### Exercise material:

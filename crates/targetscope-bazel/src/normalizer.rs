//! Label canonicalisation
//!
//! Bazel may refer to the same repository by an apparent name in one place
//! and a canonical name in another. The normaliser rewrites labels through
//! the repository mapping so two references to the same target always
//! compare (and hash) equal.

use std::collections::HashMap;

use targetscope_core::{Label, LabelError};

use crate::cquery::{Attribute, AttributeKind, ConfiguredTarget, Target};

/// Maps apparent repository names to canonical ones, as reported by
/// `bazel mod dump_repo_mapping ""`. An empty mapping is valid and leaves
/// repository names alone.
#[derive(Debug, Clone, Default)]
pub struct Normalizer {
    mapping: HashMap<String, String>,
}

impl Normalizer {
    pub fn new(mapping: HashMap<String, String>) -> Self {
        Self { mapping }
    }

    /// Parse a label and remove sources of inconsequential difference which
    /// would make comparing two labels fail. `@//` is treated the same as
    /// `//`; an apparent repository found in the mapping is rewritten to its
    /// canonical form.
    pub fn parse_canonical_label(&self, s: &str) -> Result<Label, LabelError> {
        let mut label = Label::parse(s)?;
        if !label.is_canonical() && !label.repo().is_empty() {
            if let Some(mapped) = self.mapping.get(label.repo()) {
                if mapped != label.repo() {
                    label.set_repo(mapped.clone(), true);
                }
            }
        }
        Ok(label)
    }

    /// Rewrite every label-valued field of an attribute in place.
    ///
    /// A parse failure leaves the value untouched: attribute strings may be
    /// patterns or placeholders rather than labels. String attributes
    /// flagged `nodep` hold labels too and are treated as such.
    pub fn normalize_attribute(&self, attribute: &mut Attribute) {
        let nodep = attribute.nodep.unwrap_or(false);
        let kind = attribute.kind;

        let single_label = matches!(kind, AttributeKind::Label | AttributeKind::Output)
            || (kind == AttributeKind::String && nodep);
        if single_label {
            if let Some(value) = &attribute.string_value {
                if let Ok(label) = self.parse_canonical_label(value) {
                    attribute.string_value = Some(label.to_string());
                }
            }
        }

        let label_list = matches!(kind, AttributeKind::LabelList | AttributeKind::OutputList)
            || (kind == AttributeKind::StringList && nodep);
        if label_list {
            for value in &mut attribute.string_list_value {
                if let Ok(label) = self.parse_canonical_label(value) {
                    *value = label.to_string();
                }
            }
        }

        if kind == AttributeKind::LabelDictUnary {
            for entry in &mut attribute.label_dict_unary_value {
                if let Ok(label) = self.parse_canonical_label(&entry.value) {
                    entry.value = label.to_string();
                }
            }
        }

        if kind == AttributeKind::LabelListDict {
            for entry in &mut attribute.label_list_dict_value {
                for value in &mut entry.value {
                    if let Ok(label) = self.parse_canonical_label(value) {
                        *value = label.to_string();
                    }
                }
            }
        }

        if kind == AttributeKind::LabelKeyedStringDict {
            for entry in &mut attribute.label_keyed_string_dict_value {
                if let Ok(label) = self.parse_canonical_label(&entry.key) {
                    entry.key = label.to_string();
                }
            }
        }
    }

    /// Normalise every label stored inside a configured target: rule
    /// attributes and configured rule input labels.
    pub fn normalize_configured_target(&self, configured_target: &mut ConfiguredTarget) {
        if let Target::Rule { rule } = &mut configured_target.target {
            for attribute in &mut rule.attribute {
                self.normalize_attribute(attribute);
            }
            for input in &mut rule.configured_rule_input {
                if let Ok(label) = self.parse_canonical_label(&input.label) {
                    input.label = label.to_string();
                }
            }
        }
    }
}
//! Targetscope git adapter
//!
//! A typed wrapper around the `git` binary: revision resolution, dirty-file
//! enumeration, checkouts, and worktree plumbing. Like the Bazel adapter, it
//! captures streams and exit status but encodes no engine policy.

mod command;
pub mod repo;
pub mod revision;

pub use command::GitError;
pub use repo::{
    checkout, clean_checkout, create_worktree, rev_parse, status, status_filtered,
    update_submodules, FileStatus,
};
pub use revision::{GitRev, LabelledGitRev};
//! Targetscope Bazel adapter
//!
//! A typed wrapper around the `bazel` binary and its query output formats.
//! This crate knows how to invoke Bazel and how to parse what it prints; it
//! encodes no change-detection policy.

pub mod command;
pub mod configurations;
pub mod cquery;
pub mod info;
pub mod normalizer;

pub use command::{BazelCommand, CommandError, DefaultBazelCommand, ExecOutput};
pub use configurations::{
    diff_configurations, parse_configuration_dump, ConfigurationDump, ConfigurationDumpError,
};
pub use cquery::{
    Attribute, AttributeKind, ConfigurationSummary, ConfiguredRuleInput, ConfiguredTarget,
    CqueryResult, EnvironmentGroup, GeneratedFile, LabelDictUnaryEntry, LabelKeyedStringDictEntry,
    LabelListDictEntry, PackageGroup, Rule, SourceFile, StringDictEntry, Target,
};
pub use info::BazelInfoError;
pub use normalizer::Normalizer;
--
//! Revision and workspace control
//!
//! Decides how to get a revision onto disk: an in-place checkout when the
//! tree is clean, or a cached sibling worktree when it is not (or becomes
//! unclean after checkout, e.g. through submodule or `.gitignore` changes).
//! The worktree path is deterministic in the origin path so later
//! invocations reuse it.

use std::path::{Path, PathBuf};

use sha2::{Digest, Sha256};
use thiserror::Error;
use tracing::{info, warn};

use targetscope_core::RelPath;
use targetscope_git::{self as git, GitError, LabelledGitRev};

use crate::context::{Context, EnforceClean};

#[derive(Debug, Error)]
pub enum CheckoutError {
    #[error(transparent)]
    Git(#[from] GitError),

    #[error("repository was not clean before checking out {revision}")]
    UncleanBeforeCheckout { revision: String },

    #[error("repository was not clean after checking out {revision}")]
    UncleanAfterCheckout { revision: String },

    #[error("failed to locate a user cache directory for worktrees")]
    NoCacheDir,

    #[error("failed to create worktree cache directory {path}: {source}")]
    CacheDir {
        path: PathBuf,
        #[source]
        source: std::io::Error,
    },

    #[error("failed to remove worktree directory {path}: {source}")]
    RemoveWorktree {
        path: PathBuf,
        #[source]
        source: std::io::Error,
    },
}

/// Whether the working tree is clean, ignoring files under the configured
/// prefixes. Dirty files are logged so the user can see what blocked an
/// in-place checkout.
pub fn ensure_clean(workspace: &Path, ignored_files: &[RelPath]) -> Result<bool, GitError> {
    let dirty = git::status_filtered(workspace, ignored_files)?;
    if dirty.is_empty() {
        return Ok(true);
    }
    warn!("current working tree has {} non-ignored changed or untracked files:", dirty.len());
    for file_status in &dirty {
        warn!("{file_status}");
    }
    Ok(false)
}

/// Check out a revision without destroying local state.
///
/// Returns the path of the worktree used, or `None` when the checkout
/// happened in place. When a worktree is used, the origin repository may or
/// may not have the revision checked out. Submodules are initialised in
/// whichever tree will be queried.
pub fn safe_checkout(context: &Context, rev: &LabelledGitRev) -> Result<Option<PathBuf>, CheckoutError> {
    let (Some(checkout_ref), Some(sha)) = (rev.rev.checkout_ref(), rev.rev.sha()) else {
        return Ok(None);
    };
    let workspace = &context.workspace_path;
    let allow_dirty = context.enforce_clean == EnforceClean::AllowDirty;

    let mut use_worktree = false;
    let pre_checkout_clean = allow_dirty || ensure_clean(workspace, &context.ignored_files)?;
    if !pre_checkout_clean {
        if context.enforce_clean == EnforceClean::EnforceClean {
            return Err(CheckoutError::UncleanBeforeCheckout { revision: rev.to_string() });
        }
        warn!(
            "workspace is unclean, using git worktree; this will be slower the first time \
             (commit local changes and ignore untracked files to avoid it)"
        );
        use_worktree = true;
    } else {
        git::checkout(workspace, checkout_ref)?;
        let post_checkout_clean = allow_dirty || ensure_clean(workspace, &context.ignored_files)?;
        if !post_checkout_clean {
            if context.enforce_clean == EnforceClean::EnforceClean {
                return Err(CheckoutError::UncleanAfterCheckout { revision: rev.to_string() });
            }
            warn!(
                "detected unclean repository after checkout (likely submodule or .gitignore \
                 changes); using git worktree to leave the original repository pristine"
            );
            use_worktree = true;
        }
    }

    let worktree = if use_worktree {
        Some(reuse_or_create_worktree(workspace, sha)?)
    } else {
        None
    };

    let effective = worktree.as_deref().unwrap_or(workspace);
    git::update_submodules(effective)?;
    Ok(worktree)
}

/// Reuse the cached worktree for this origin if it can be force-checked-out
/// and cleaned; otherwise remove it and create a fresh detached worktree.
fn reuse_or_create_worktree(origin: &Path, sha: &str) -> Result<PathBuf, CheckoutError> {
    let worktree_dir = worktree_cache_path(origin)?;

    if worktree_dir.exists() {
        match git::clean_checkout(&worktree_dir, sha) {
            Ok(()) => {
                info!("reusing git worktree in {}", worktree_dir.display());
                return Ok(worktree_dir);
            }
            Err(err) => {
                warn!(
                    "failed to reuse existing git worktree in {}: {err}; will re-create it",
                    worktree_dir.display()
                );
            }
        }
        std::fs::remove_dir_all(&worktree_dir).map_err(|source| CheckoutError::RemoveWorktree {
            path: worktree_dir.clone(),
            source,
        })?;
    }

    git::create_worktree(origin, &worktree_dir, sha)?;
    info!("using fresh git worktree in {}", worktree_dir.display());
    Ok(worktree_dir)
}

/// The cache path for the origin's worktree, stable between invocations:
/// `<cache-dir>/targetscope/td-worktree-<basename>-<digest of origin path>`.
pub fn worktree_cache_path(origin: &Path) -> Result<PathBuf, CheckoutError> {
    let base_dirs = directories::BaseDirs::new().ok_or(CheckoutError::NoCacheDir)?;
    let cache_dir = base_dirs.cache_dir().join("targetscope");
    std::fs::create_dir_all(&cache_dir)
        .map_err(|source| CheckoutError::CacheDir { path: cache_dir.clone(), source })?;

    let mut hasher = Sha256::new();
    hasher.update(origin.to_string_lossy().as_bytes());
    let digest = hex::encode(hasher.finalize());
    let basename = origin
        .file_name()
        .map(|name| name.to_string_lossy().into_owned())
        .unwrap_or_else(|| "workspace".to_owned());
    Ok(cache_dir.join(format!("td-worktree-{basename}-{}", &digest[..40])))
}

### Description of the task:
Copy word for word the stretch of entries above from the line that has "for value in &mut attribute.string_list_value" through the line that has "if kind == AttributeKind::LabelDictUnary", both ends included, and nothing outside it.

### Answer section:
            for value in &mut attribute.string_list_value {
                if let Ok(label) = self.parse_canonical_label(value) {
                    *value = label.to_string();
                }
            }
        }

        if kind == AttributeKind::LabelDictUnary {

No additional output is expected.